The system which is isolated from the environmental
influences and are totally independent is called
closed system, where as the open system
exchanging information, material or energy with the
environment and are very dependent.

20. What is System Approach?
Operations Research recognizes that a decision made in one
segment of the organization may have a significant effect, not only on
the operation of that particular segment, but on the operation of other
segment as well. Therefore, when possible, the overall organization
point of view is adopted. Such an approach is termed a system point
of view or systems approach.

21. Question: Discuss the formulation of
Mathematical Modeling.
Modeling or formulation the problem involves conceptualization
of the problem and its abstraction to a mathematical form. The
dependent and independent variables are identified and the
equations describing their relationships established. Simplification
are made, whenever necessary through a set of assumptions.
The modeling involves the following steps:
• The components of the model.
• The structure of the model.
• The mathematical relationship.
• The validation of the model

22. Formulation of Mathematical Modeling
• The components of the model: Consists of
• Result variable: Which reflects the level of effectiveness of the
system. That is, they tell how well the system performs or attains
its goals. Result variable are the outputs of the system.
• Decision variable: Describe elements in the problem for which a
choice must be made.

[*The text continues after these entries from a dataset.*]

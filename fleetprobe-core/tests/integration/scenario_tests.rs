//! Fleet polling scenarios against the in-memory provider

use std::sync::Arc;
use std::time::Duration;

use fleetprobe_core::testing::{HostBehavior, MockProvider, SharedBuffer};
use fleetprobe_core::worker::{ShutdownSignal, WorkerLoop};
use fleetprobe_core::{ConfigError, FleetError, HostList, HostSlot, SessionError};

use super::common::{Harness, context, hosts};

#[test]
fn two_reachable_hosts_one_cycle() {
    let harness = Harness::new();
    let report = harness
        .supervisor(context(Duration::from_millis(10), Some(1)))
        .run(hosts(&["10.0.0.1", "10.0.0.2"]))
        .unwrap();

    let records = harness.records();
    assert_eq!(records.len(), 4);
    assert_eq!(report.records_written, 4);

    for host in ["10.0.0.1", "10.0.0.2"] {
        let labels: Vec<&str> = records
            .iter()
            .filter(|r| r.host == host)
            .map(|r| r.label.as_str())
            .collect();
        assert_eq!(labels, vec!["CPU_LOAD", "MEM_LOAD"], "probes for {host}");
    }

    for record in &records {
        assert_eq!(record.timestamp.len(), 21);
        assert!(record.timestamp.starts_with("[20"));
        let command = if record.label == "CPU_LOAD" {
            fleetprobe_core::config::CPU_LOAD_COMMAND
        } else {
            fleetprobe_core::config::MEM_LOAD_COMMAND
        };
        assert_eq!(record.payload, format!("{command}@{}", record.host));
    }
}

#[test]
fn refused_host_writes_nothing_and_retries() {
    let provider = Arc::new(MockProvider::new());
    provider.set_behavior("10.0.0.1", HostBehavior::refuse_connections());
    let buffer = SharedBuffer::new();
    let sink = Arc::new(fleetprobe_core::OutputSink::new(buffer.clone()));
    let worker = WorkerLoop::new(
        0,
        Arc::clone(&provider),
        Arc::clone(&sink),
        Arc::new(context(Duration::from_millis(1), None)),
        ShutdownSignal::new(),
    );
    let slot = HostSlot::new("10.0.0.1");

    let logs = SharedBuffer::new();
    let log_writer = logs.clone();
    let subscriber = tracing_subscriber::fmt()
        .with_ansi(false)
        .with_writer(move || log_writer.clone())
        .finish();
    let report = tracing::subscriber::with_default(subscriber, || worker.poll_once(&slot));

    let err = report.setup.unwrap_err();
    assert!(matches!(err, SessionError::Connect { .. }));
    assert_eq!(err.address(), "10.0.0.1");
    assert!(buffer.contents().is_empty());

    let log = logs.contents_string();
    assert!(log.contains("10.0.0.1"), "log: {log}");
    assert!(log.contains("Connection refused"), "log: {log}");

    worker.poll_once(&slot);
    assert_eq!(provider.counters("10.0.0.1").connects, 2);
    assert!(buffer.contents().is_empty());
}

#[test]
fn empty_host_list_fails_before_any_worker() {
    assert!(matches!(
        HostList::parse("", 255),
        Err(ConfigError::EmptyHostList)
    ));

    let harness = Harness::new();
    let err = harness
        .supervisor(context(Duration::from_millis(10), Some(1)))
        .run(Vec::new())
        .unwrap_err();

    assert!(matches!(err, FleetError::Config(ConfigError::EmptyHostList)));
    assert!(harness.buffer.contents().is_empty());
    assert!(!harness.sink.is_closed());
}

#[test]
fn every_host_gets_every_probe() {
    let addresses: Vec<String> = (1..=12).map(|n| format!("10.0.1.{n}")).collect();
    let harness = Harness::new();
    harness
        .supervisor(context(Duration::from_millis(1), Some(2)))
        .run(addresses.clone())
        .unwrap();

    let records = harness.records();
    for address in &addresses {
        for label in ["CPU_LOAD", "MEM_LOAD"] {
            let count = records
                .iter()
                .filter(|r| &r.host == address && r.label == label)
                .count();
            assert_eq!(count, 2, "{label} on {address}");
        }
        assert_eq!(harness.provider.counters(address).connects, 1);
    }
    assert_eq!(harness.provider.open_channels(), 0);
}

#[test]
fn multi_line_payload_is_written_raw() {
    let harness = Harness::new();
    harness.provider.set_behavior(
        "10.0.0.1",
        HostBehavior::default().with_output(fleetprobe_core::config::CPU_LOAD_COMMAND, "line one\nline two\n"),
    );
    harness
        .supervisor(context(Duration::from_millis(1), Some(1)))
        .run(hosts(&["10.0.0.1"]))
        .unwrap();

    let output = harness.buffer.contents_string();
    assert!(output.contains(" | 10.0.0.1 | CPU_LOAD | line one\nline two\n["));
}
//! CLI error types and exit codes.

use fleetprobe_core::error::{ConfigError, FleetError};

/// Exit codes for CLI operations
pub mod exit_codes {
    /// General error - configuration, validation, or other non-connection errors
    pub const GENERAL_ERROR: i32 = 1;
    /// Connection failure - one or more hosts failed `check --connect`
    pub const CONNECTION_FAILURE: i32 = 2;
}

/// CLI error type
#[derive(Debug, thiserror::Error)]
pub enum CliError {
    /// Configuration error
    #[error("Configuration error: {0}")]
    Config(#[from] ConfigError),

    /// The poller could not start or did not stop cleanly
    #[error("{0}")]
    Poller(FleetError),

    /// Connectivity check failed
    #[error("Connection check failed: {0}")]
    CheckFailed(String),

    /// Interrupt handler could not be installed
    #[error("Failed to install interrupt handler: {0}")]
    Signal(String),

    /// Logging could not be initialized
    #[error("Failed to initialize logging: {0}")]
    Logging(String),

    /// IO error
    #[error("IO error: {0}")]
    Io(#[from] std::io::Error),
}

impl From<FleetError> for CliError {
    fn from(err: FleetError) -> Self {
        match err {
            FleetError::Config(e) => Self::Config(e),
            other => Self::Poller(other),
        }
    }
}

impl CliError {
    /// Returns the appropriate exit code for this error type.
    ///
    /// Exit codes:
    /// - 0: Success, including shutdown on interrupt (not an error)
    /// - 1: General error (configuration, validation, IO, poller failure)
    /// - 2: Connection failure during `check --connect`
    #[must_use]
    pub const fn exit_code(&self) -> i32 {
        match self {
            Self::CheckFailed(_) => exit_codes::CONNECTION_FAILURE,
            Self::Config(_)
            | Self::Poller(_)
            | Self::Signal(_)
            | Self::Logging(_)
            | Self::Io(_) => exit_codes::GENERAL_ERROR,
        }
    }
}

These can be manipulated and controllable
by the decision maker.
• Uncontrollable variables: In any decision situation there are factors
that effect the result variables but that are not under the control
of the decision maker. Such as interest rate, tax, prices of supplies
etc.

23. Formulation of Mathematical Modeling
b. Structure of the model: The components of a mathematical
model are expressed as variables. These are then tied together by sets
of mathematical expressions such as equations or inequalities to form a
system.
c. The mathematical relationship: Mathematical relationship
includes two major tools:
The Objective function: The objective function express the dependent variables
in the model as they relate to the independent variables. The objective is to
maximize the profit.
The constraints: The constraints express the limitations imposed on managerial
systems due to regulations, competition, scarcity of resources, technology or
other uncontrollable variables

24. Formulation of Mathematical Modeling
d. The validation of the model: After a model has been
constructed, it is necessary to know how well it represents reality. That
is we need to know whether the model is correct or not.